No idea what we're supposed to get but it's a pain in the **** at the moment and just grateful on those odd occasions when we can get it to work at all.
If you are a long way from the exchange then that will significantly reduce the available speed. I am only about 1.3 miles from my exchange by road and my achievable speed is halved.
However there are a few things you can do to possibly improve matters, especially if you are on ADSL like you and me.
First listen to your phone line. If you have a lot of crackling this will reduce the connection speed as your router tries to cope. If it's really bad you will get disconnects. I had this happen once and BT found a fault in the line which solved the problem
Next test the router in the incoming BT socket. If there is an internal test socket use that. If there is a significant improvement then you have a possible fault in your internal system especially if you are working off filters off hard wired extensions. And if you try an old type phone in the test socket and you get crackling there's a fault on the BT line.
Then look at the incoming BT box. The latest type splits internet and phone signals at the box, and have separate sockets for internet and phone and are best.
If you are working off an old filter to your router it might be faulty so try another one they are cheap enough.
And don't rely on the router given to you by your ISP. Most are cheap and cheerful and can be unreliable. I bought my own having had problems and now have improved speed and no longer get disconnects.
 
47.5 down 5.8 up on the face of it good but i am on VM 100mb line so the result isn't great for what its costing me. My contract is up so looking for a new provider now.

speed.JPG
 
I got 32 for download and 8.9 for upload via bt. Was on a 56mb package but recently upgraded me for free to 72mb
 
I'm getting 17.5Mb/sec on my Talk Talk 'Faster Fibre' 38Mb/s deal, but it fluctuates between 11 and 18Mb/s, which is well down on the 35Mb/s I used to get from it. Currently in the middle of a complaints procedure with them.

Capture.JPG
 
Last edited:
Here is mine, central Manchester



Thanks this is why I asked for pictures of the test result in my OP both your download speeds are close to identical whereas mine are quite a bit different, could anyone else doing the test please post the test result picture as above using the instructions in my OP, thanks.

1507398596455637055.png


attachment.php
 
Virgin Media, Wolverhampton. Contract speed is up to 200Mbps down (12Mbps up tends to be the norm).

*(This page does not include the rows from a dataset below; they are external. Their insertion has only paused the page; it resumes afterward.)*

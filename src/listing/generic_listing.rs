use std::{
    fmt::{self, Display, Formatter},
    slice::{Iter, IterMut},
};

use super::position::*;

/// An ordered sequence of instructions.
#[derive(Debug, Clone, PartialEq)]
pub struct Listing<T> {
    lines: Vec<T>,
}

impl<T> Listing<T> {
    pub fn new() -> Self {
        Self { lines: vec![] }
    }

    pub fn push(&mut self, line: T) {
        self.lines.push(line);
    }

    pub fn get(&self, position: Position) -> Option<&T> {
        self.lines.get(position.index())
    }

    pub fn iter(&self) -> Iter<T> {
        self.lines.iter()
    }

    pub fn iter_mut(&mut self) -> IterMut<T> {
        self.lines.iter_mut()
    }

    /// Iterates over the instructions together with their position in the listing.
    pub fn iter_lines(&self) -> LinesIter<T> {
        LinesIter {
            inner: self.lines.iter(),
            position: Position(0),
        }
    }

    /// Keeps only the instructions for which `predicate` returns `true`,
    /// preserving their order.
    pub fn retain<F>(&mut self, predicate: F)
    where
        F: FnMut(&T) -> bool,
    {
        self.lines.retain(predicate);
    }

    pub fn len(&self) -> usize {
        self.lines.len()
    }

    pub fn is_empty(&self) -> bool {
        self.lines.is_empty()
    }

    pub fn into_vec(self) -> Vec<T> {
        self.lines
    }
}
impl<T> Default for Listing<T> {
    fn default() -> Self {
        Self::new()
    }
}
impl<T: Display> Display for Listing<T> {
    fn fmt(&self, f: &mut Formatter) -> fmt::Result {
        for line in &self.lines {
            writeln!(f, "{}", line)?;
        }
        Ok(())
    }
}
impl<T> FromIterator<T> for Listing<T> {
    fn from_iter<I: IntoIterator<Item = T>>(iter: I) -> Self {
        Self {
            lines: iter.into_iter().collect(),
        }
    }
}
impl<'a, T> IntoIterator for &'a Listing<T> {
    type Item = &'a T;
    type IntoIter = Iter<'a, T>;

    fn into_iter(self) -> Self::IntoIter {
        self.lines.iter()
    }
}

pub struct LinesIter<'item, T> {
    inner: Iter<'item, T>,
    position: Position,
}

impl<'item, T> Iterator for LinesIter<'item, T> {
    type Item = (Position, &'item T);

    fn next(&mut self) -> Option<Self::Item> {
        self.inner.next().map(|v| {
            let current = self.position;
            self.position = current + 1;
            (current, v)
        })
    }
}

Speedtests aren't that good an indicator of download speed to be honest. The old method used to be to download a bunch of large files at once, then work out an average from this. All test methods though are flawed as they are dependant upon the speed/bandwidth of the server at the other end, not to mention routing (the usual reason you get online games where some folks DC whilst others are fine, then rant that the server is down when it isn't. :lol:).

Speedtest for example you need to be careful picking target server, 70% of them can't cope with a 200 meg connection.

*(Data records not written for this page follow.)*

//! Useful character extensions.
pub trait CharExt {
    fn is_identifier_start(&self) -> bool;

    fn is_identifier_continue(&self) -> bool;

    fn is_numeral_part(&self) -> bool;

    fn is_linebreak(&self) -> bool;

    fn is_not_linebreak(&self) -> bool {
        !self.is_linebreak()
    }
}
impl CharExt for char {
    fn is_identifier_start(&self) -> bool {
        self.is_ascii_alphabetic() || *self == '_'
    }

    fn is_identifier_continue(&self) -> bool {
        self.is_ascii_alphanumeric() || *self == '_'
    }

    fn is_numeral_part(&self) -> bool {
        self.is_ascii_digit() || *self == '.'
    }

    fn is_linebreak(&self) -> bool {
        *self == '\n'
    }
}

Judge your ISP on how it actually works for you. Are you getting lots of buffering streaming movies? Are downloads taking stupidly long times? Etc.

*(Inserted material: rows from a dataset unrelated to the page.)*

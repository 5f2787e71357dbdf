//! Abstract Syntax Tree nodes.
//!
//! Every node owns its children and carries the location it was parsed from.
use std::fmt::{self, Display};

use crate::{lexer::tokens::Keyword, location::Location};

use super::TypeSpec;

#[derive(Debug, Default)]
pub struct Program {
    pub var_decls: Vec<VarDecl>,
    pub statements: Vec<Statement>,
}
impl Program {
    pub fn new() -> Self {
        Self {
            var_decls: vec![],
            statements: vec![],
        }
    }

    pub fn add_var_decl(&mut self, var_decl: VarDecl) {
        self.var_decls.push(var_decl);
    }

    pub fn add_statement(&mut self, statement: Statement) {
        self.statements.push(statement);
    }
}
impl Display for Program {
    fn fmt(&self, f: &mut fmt::Formatter) -> fmt::Result {
        for var in &self.var_decls {
            writeln!(f, "{}", var)?;
        }
        for stmt in &self.statements {
            writeln!(f, "{}", stmt)?;
        }
        Ok(())
    }
}

#[derive(Debug)]
pub struct VarDecl {
    pub name: String,
    pub type_spec: TypeSpec,
    pub location: Location,
}
impl Display for VarDecl {
    fn fmt(&self, f: &mut fmt::Formatter) -> fmt::Result {
        write!(f, "{} {} = {};", Keyword::Var, self.name, self.type_spec)
    }
}

#[derive(Debug, Default)]
pub struct Block {
    pub statements: Vec<Statement>,
}
impl Block {
    pub fn new() -> Self {
        Self { statements: vec![] }
    }
}
impl Display for Block {
    fn fmt(&self, f: &mut fmt::Formatter) -> fmt::Result {
        f.write_str("{")?;
        for stmt in &self.statements {
            write!(f, " {}", stmt)?;
        }
        f.write_str(" }")
    }
}

#[derive(Debug)]
pub struct Statement {
    pub location: Location,
    pub stmt_kind: StmtKind,
}
impl Statement {
    pub fn new(stmt_kind: StmtKind, location: Location) -> Self {
        Self {
            location,
            stmt_kind,
        }
    }
}
impl Display for Statement {
    fn fmt(&self, f: &mut fmt::Formatter) -> fmt::Result {
        write!(f, "{}", self.stmt_kind)
    }
}

#[derive(Debug)]
pub enum StmtKind {
    Assign(Assign),
    If(If),
    While(While),
    Print(Expr),
}
impl Display for StmtKind {
    fn fmt(&self, f: &mut fmt::Formatter) -> fmt::Result {
        use StmtKind::*;
        match self {
            Assign(assign) => write!(f, "{}", assign),
            If(if_stmt) => write!(f, "{}", if_stmt),
            While(while_stmt) => write!(f, "{}", while_stmt),
            Print(expr) => write!(f, "{}({});", Keyword::Print, expr),
        }
    }
}

#[derive(Debug)]
pub struct Assign {
    pub target: String,
    pub value: Expr,
}
impl Display for Assign {
    fn fmt(&self, f: &mut fmt::Formatter) -> fmt::Result {
        write!(f, "{} = {};", self.target, self.value)
    }
}

/// An if-statement. Each bare `if` that directly follows the closing brace of
/// the previous branch is parsed as an [`Elif`].
#[derive(Debug)]
pub struct If {
    pub condition: Expr,
    pub block: Block,
    pub elifs: Vec<Elif>,
    pub else_block: Option<Block>,
}
impl Display for If {
    fn fmt(&self, f: &mut fmt::Formatter) -> fmt::Result {
        write!(f, "{} {} {}", Keyword::If, self.condition, self.block)?;
        for elif in &self.elifs {
            write!(f, " {} {} {}", Keyword::If, elif.condition, elif.block)?;
        }
        if let Some(else_block) = &self.else_block {
            write!(f, " {} {}", Keyword::Else, else_block)?;
        }
        Ok(())
    }
}

#[derive(Debug)]
pub struct Elif {
    pub condition: Expr,
    pub block: Block,
}

#[derive(Debug)]
pub struct While {
    pub condition: Expr,
    pub body: Block,
}
impl Display for While {
    fn fmt(&self, f: &mut fmt::Formatter) -> fmt::Result {
        write!(f, "{} {} {}", Keyword::While, self.condition, self.body)
    }
}

#[derive(Debug)]
pub struct Expr {
    pub expr_kind: ExprKind,
    pub location: Location,
}
impl Expr {
    pub fn new(expr_kind: ExprKind, location: Location) -> Self {
        Self {
            expr_kind,
            location,
        }
    }
}
impl Display for Expr {
    fn fmt(&self, f: &mut fmt::Formatter) -> fmt::Result {
        write!(f, "{}", self.expr_kind)
    }
}

#[derive(Debug)]
pub enum ExprKind {
    Literal(Literal),
    Identifier(String),
    Unary(Box<UnExpr>),
    Binary(Box<BinExpr>),
}
impl Display for ExprKind {
    fn fmt(&self, f: &mut fmt::Formatter) -> fmt::Result {
        use ExprKind::*;
        match self {
            Literal(lit) => write!(f, "{}", lit),
            Identifier(id) => write!(f, "{}", id),
            Binary(bin) => write!(f, "{}", bin),
            Unary(un) => write!(f, "{}", un),
        }
    }
}

#[derive(Clone, Copy, Debug, PartialEq)]
pub enum Literal {
    Integer(i64),
    Float(f64),
}
impl Literal {
    /// The type of a literal follows from its lexical form.
    pub fn type_spec(&self) -> TypeSpec {
        match self {
            Literal::Integer(_) => TypeSpec::Integer,
            Literal::Float(_) => TypeSpec::Float,
        }
    }
}
impl Display for Literal {
    fn fmt(&self, f: &mut fmt::Formatter) -> fmt::Result {
        match self {
            Literal::Integer(i) => write!(f, "{}", i),
            Literal::Float(x) => write!(f, "{:?}", x),
        }
    }
}

#[derive(Debug)]
pub struct UnExpr {
    pub op: UnOp,
    pub rhs: Expr,
}
impl Display for UnExpr {
    fn fmt(&self, f: &mut fmt::Formatter) -> fmt::Result {
        write!(f, "({}{})", self.op, self.rhs)
    }
}

#[derive(Debug, Clone, Copy, PartialEq, Eq)]
pub enum UnOp {
    Plus,
    Negate,
}
impl Display for UnOp {
    fn fmt(&self, f: &mut fmt::Formatter) -> fmt::Result {
        f.write_str(match self {
            UnOp::Plus => "+",
            UnOp::Negate => "-",
        })
    }
}

#[derive(Debug)]
pub struct BinExpr {
    pub lhs: Expr,
    pub op: BinOp,
    pub rhs: Expr,
}
impl Display for BinExpr {
    fn fmt(&self, f: &mut fmt::Formatter) -> fmt::Result {
        write!(f, "({} {} {})", self.lhs, self.op, self.rhs)
    }
}

/// A binary operator. `<=` and `>=` are lexed, but no grammar rule produces them.
#[derive(Debug, Clone, Copy, PartialEq, Eq)]
pub enum BinOp {
    Add,
    Subtract,
    Multiply,
    Divide,
    Equal,
    NotEqual,
    LessThan,
    GreaterThan,
}
impl BinOp {
    pub fn is_comparison(&self) -> bool {
        use BinOp::*;
        matches!(self, Equal | NotEqual | LessThan | GreaterThan)
    }
}
impl Display for BinOp {
    fn fmt(&self, f: &mut fmt::Formatter) -> fmt::Result {
        use BinOp::*;
        let ch = match self {
            Add => "+",
            Subtract => "-",
            Multiply => "*",
            Divide => "/",
            Equal => "==",
            NotEqual => "!=",
            LessThan => "<",
            GreaterThan => ">",
        };
        f.write_str(ch)
    }
}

As you appear to be on TalkTalk, I'd hazard you'll answer yest to both.... :whistle:

I should mention, my wife was on her PC using Skype to talk to our oldest when I did this...

Oh, and one of my daughters was on Netflix... lol

speedtestthinkbb.JPG
 
43 bursting to 50.

Supposed to be up to 80. Wireless speeds are slow for some reason. Wired pretty good.

With sky fibre max

Are you by chance connection on the 2.5Ghz wavelength? If so, this wavelength is often heavily congested with traffic and is also very prone to FM interference (microwave ovens, electric fences, large screen TVs etc etc). 5Ghz tends to be cleaner and less congested, but doesn't travel as far.

Also, check the channels you are using. If there is a lot of overlap, or people on the same channel, again you get reduced bandwidth. You can check using inSSider, and there are guides on that on how to chose the right chanell/channel range.

It could also just be your equipment. Just like ISPs it tends to get sold at the maximum speed it could possibly run at, in perfectly ideal conditions with the device 1 inch away... You'll never get as good a speed using WIFI as you will using Cat6 ethernet cable on a 1Gbps network. That's why ISPs ask you to test wired rather than over WIFI, usually with no other devices connected so the test device gets all of the available bandwidth.
 
If you are a long way from the exchange then that will significantly reduce the available speed. I am only about 1.3 miles from my exchange by road and my achievable speed is halved.
However there are a few things you can do to possibly improve matters, especially if you are on ADSL like you and me.
First listen to your phone line. If you have a lot of crackling this will reduce the connection speed as your router tries to cope. If it's really bad you will get disconnects. I had this happen once and BT found a fault in the line which solved the problem
Next test the router in the incoming BT socket. If there is an internal test socket use that. If there is a significant improvement then you have a possible fault in your internal system especially if you are working off filters off hard wired extensions. And if you try an old type phone in the test socket and you get crackling there's a fault on the BT line.
Then look at the incoming BT box. The latest type splits internet and phone signals at the box, and have separate sockets for internet and phone and are best.
If you are working off an old filter to your router it might be faulty so try another one they are cheap enough.
And don't rely on the router given to you by your ISP. Most are cheap and cheerful and can be unreliable. I bought my own having had problems and now have improved speed and no longer get disconnects.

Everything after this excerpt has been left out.